- Task to complete
Please restate, word for word, the lines below that begin at the one with "FnMut(&ResourceLocation) -> bool);" and end at the one with "fn stat_arrays(&self) -> Vec<Arc<NodeList<Stat>>>;". Leave out all other lines.
-------------------------
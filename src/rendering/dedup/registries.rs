//! The parts of the host's global state the deduplication pass reads and writes.
//!
//! Every collaborator is a trait, so tests (and other hosts) can hand in whatever they have. The
//! implementations below are ordered maps, which makes the traversal order, and with it the choice
//! of canonical instances, the same on every run.
use crate::rendering::common::resource::{ModelResourceLocation, ResourceLocation};
use crate::rendering::common::types::{Stat, StatFormatter, VertexFormat};
use crate::rendering::model::baked::BakedModel;
use crate::rendering::model::descriptor::Descriptor;
use modelfoam_intern::containers::NodeList;
use std::collections::BTreeMap;
use std::sync::Arc;

pub trait ResourceRegistry {
    fn block_keys(&self) -> Vec<Arc<ResourceLocation>>;

    fn item_keys(&self) -> Vec<Arc<ResourceLocation>>;
}

/// The unbaked models, keyed by the location they were loaded from.
pub trait DescriptorCache {
    fn keys(&self) -> Vec<ResourceLocation>;

    fn get(&self, key: &ResourceLocation) -> Option<Descriptor>;

    fn len(&self) -> usize;

    fn is_empty(&self) -> bool {
        self.len() == 0
    }

    /// Keeps the entries for which `keep` returns true.
    fn retain(&mut self, keep: &mut dyn FnMut(&ResourceLocation) -> bool);
}

pub trait BakedModelTable {
    fn keys(&self) -> Vec<ModelResourceLocation>;

    fn get(&self, key: &ModelResourceLocation) -> Option<BakedModel>;

    fn put(&mut self, key: ModelResourceLocation, model: BakedModel);

    fn len(&self) -> usize;

    fn is_empty(&self) -> bool {
        self.len() == 0
    }
}

/// Long lived singletons that are not reachable from any registry.
pub trait StaticRoots {
    fn vertex_formats(&self) -> Vec<Arc<VertexFormat>>;

    fn stat_arrays(&self) -> Vec<Arc<NodeList<Stat>>>;

    fn all_stats(&self) -> Vec<Arc<Stat>>;
}

#[derive(Debug, Default)]
pub struct GameRegistry {
    blocks: BTreeMap<ResourceLocation, Arc<ResourceLocation>>,
    items: BTreeMap<ResourceLocation, Arc<ResourceLocation>>,
}

impl GameRegistry {
    pub fn new() -> Self {
        Self::default()
    }

    /// Returns the key instance the registry hands out for `location`.
    pub fn register_block(&mut self, location: ResourceLocation) -> Arc<ResourceLocation> {
        self.blocks
            .entry(location.clone())
            .or_insert_with(|| Arc::new(location))
            .clone()
    }

    pub fn register_item(&mut self, location: ResourceLocation) -> Arc<ResourceLocation> {
        self.items
            .entry(location.clone())
            .or_insert_with(|| Arc::new(location))
            .clone()
    }
}

impl ResourceRegistry for GameRegistry {
    fn block_keys(&self) -> Vec<Arc<ResourceLocation>> {
        self.blocks.values().cloned().collect()
    }

    fn item_keys(&self) -> Vec<Arc<ResourceLocation>> {
        self.items.values().cloned().collect()
    }
}

#[derive(Debug, Default)]
pub struct ModelCache {
    descriptors: BTreeMap<ResourceLocation, Descriptor>,
}

impl ModelCache {
    pub fn new() -> Self {
        Self::default()
    }

    pub fn insert(&mut self, key: ResourceLocation, descriptor: Descriptor) {
        self.descriptors.insert(key, descriptor);
    }
}

impl DescriptorCache for ModelCache {
    fn keys(&self) -> Vec<ResourceLocation> {
        self.descriptors.keys().cloned().collect()
    }

    fn get(&self, key: &ResourceLocation) -> Option<Descriptor> {
        self.descriptors.get(key).cloned()
    }

    fn len(&self) -> usize {
        self.descriptors.len()
    }

    fn retain(&mut self, keep: &mut dyn FnMut(&ResourceLocation) -> bool) {
        self.descriptors.retain(|key, _| keep(key));
    }
}

#[derive(Debug, Default)]
pub struct ModelRegistry {
    models: BTreeMap<ModelResourceLocation, BakedModel>,
}

impl ModelRegistry {
    pub fn new() -> Self {
        Self::default()
    }

    pub fn iter(&self) -> impl Iterator<Item = (&ModelResourceLocation, &BakedModel)> {
        self.models.iter()
    }
}

impl BakedModelTable for ModelRegistry {
    fn keys(&self) -> Vec<ModelResourceLocation> {
        self.models.keys().cloned().collect()
    }

    fn get(&self, key: &ModelResourceLocation) -> Option<BakedModel> {
        self.models.get(key).cloned()
    }

    fn put(&mut self, key: ModelResourceLocation, model: BakedModel) {
        self.models.insert(key, model);
    }

    fn len(&self) -> usize {
        self.models.len()
    }
}

#[derive(Debug, Default)]
pub struct HostStatics {
    pub vertex_formats: Vec<Arc<VertexFormat>>,
    pub stat_arrays: Vec<Arc<NodeList<Stat>>>,
    pub stats: Vec<Arc<Stat>>,
}

impl HostStatics {
    /// The built-in vertex formats and general statistics.
    pub fn standard() -> Self {
        let general = [
            ("stat.leaveGame", "Games quit", StatFormatter::Simple),
            ("stat.playOneMinute", "Minutes Played", StatFormatter::Time),
            ("stat.timeSinceDeath", "Since Last Death", StatFormatter::Time),
            ("stat.walkOneCm", "Distance Walked", StatFormatter::Distance),
            ("stat.sprintOneCm", "Distance Sprinted", StatFormatter::Distance),
            ("stat.damageDealt", "Damage Dealt", StatFormatter::Divide),
            ("stat.damageTaken", "Damage Taken", StatFormatter::Divide),
        ]
        .map(|(id, name, formatter)| Arc::new(Stat::new(id, name, formatter)));

        Self {
            vertex_formats: vec![
                Arc::new(VertexFormat::block()),
                Arc::new(VertexFormat::item()),
                Arc::new(VertexFormat::position_tex()),
                Arc::new(VertexFormat::position_tex_color_normal()),
            ],
            stat_arrays: vec![Arc::new(NodeList::new(general.to_vec()))],
            stats: general.to_vec(),
        }
    }

    /// Adds one statistic per block, all of them sharing a display name pattern and formatter.
    pub fn add_block_stats(&mut self, prefix: &str, display: &str, blocks: &[Arc<ResourceLocation>]) {
        let stats = blocks
            .iter()
            .map(|block| {
                Arc::new(Stat::new(
                    format!("{}.{}", prefix, block.path.replace('/', ".")),
                    display,
                    StatFormatter::Simple,
                ))
            })
            .collect::<Vec<_>>();

        self.stats.extend(stats.iter().cloned());
        self.stat_arrays.push(Arc::new(NodeList::new(stats)));
    }
}

impl StaticRoots for HostStatics {
    fn vertex_formats(&self) -> Vec<Arc<VertexFormat>> {
        self.vertex_formats.clone()
    }

    fn stat_arrays(&self) -> Vec<Arc<NodeList<Stat>>> {
        self.stat_arrays.clone()
    }

    fn all_stats(&self) -> Vec<Arc<Stat>> {
        self.stats.clone()
    }
}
-------------------------
- Answer for this exercise
    fn retain(&mut self, keep: &mut dyn FnMut(&ResourceLocation) -> bool);
}

pub trait BakedModelTable {
    fn keys(&self) -> Vec<ModelResourceLocation>;

    fn get(&self, key: &ModelResourceLocation) -> Option<BakedModel>;

    fn put(&mut self, key: ModelResourceLocation, model: BakedModel);

    fn len(&self) -> usize;

    fn is_empty(&self) -> bool {
        self.len() == 0
    }
}

/// Long lived singletons that are not reachable from any registry.
pub trait StaticRoots {
    fn vertex_formats(&self) -> Vec<Arc<VertexFormat>>;

    fn stat_arrays(&self) -> Vec<Arc<NodeList<Stat>>>;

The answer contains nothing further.